◆ **EXERCISE DESCRIPTION**: Every line below that has the string "attributes" needs to be copied.

#### RECORDS FOR PROCESSING

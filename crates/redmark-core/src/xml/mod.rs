pub mod arena;
pub mod builder;
pub mod namespaces;
pub mod node;
pub mod parser;
pub mod xname;

pub use arena::{copy_subtree, XmlTree};
pub use node::XmlData;
pub use xname::{Attr, QName};
use super::arena::XmlTree;
use super::node::XmlData;
use super::xname::{Attr, QName};
use crate::error::{RedmarkError, Result};

pub const XMLNS_NS: &str = "http://www.w3.org/2000/xmlns/";

pub fn parse(xml: &str) -> Result<XmlTree> {
    parse_bytes(xml.as_bytes())
}

pub fn parse_bytes(bytes: &[u8]) -> Result<XmlTree> {
    let text = std::str::from_utf8(bytes)
        .map_err(|e| RedmarkError::malformed(format!("part is not valid UTF-8: {e}")))?;
    let doc = roxmltree::Document::parse_with_options(
        text,
        roxmltree::ParsingOptions {
            allow_dtd: true,
            ..Default::default()
        },
    )
    .map_err(|e| {
        RedmarkError::malformed(format!("XML parse error at line {}: {}", e.pos().row, e))
    })?;

    let mut tree = XmlTree::new();
    build_tree(doc.root_element(), &mut tree, None);
    Ok(tree)
}

fn build_tree(node: roxmltree::Node, tree: &mut XmlTree, parent: Option<indextree::NodeId>) {
    let data = match node.node_type() {
        roxmltree::NodeType::Element => {
            let name = QName::new(
                node.tag_name().namespace().unwrap_or(""),
                node.tag_name().name(),
            );

            let mut attrs: Vec<Attr> = node
                .attributes()
                .map(|attr| {
                    Attr::new(
                        QName::new(attr.namespace().unwrap_or(""), attr.name()),
                        attr.value(),
                    )
                })
                .collect();

            // roxmltree separates namespace declarations from attributes;
            // fold them back in so the writer can re-emit them verbatim.
            for ns in node.namespaces() {
                if let Some(prefix) = ns.name() {
                    attrs.push(Attr::new(QName::new(XMLNS_NS, prefix), ns.uri()));
                } else {
                    attrs.push(Attr::new(QName::local("xmlns"), ns.uri()));
                }
            }

            XmlData::Element { name, attrs }
        }
        roxmltree::NodeType::Text => match node.text() {
            Some(text) => XmlData::Text(text.to_string()),
            None => return,
        },
        roxmltree::NodeType::Comment => match node.text() {
            Some(text) => XmlData::Comment(text.to_string()),
            None => return,
        },
        roxmltree::NodeType::PI => XmlData::ProcessingInstruction {
            target: node
                .pi()
                .map(|pi| pi.target.to_string())
                .unwrap_or_default(),
            data: node
                .pi()
                .and_then(|pi| pi.value.map(|s| s.to_string()))
                .unwrap_or_default(),
        },
        _ => return,
    };

    let new_id = match parent {
        Some(parent_id) => tree.add_child(parent_id, data),
        None => tree.add_root(data),
    };

    for child in node.children() {
        build_tree(child, tree, Some(new_id));
    }
}
use sha2::{Digest, Sha256};

pub fn sha256_hex_str(s: &str) -> String {
    sha256_hex(s.as_bytes())
}

pub fn sha256_hex(bytes: &[u8]) -> String {
    let mut hasher = Sha256::new();
    hasher.update(bytes);
    hex::encode(hasher.finalize())
}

########

◆ **SOLUTION TO THE PROBLEM**:
                .attributes()
            // roxmltree separates namespace declarations from attributes;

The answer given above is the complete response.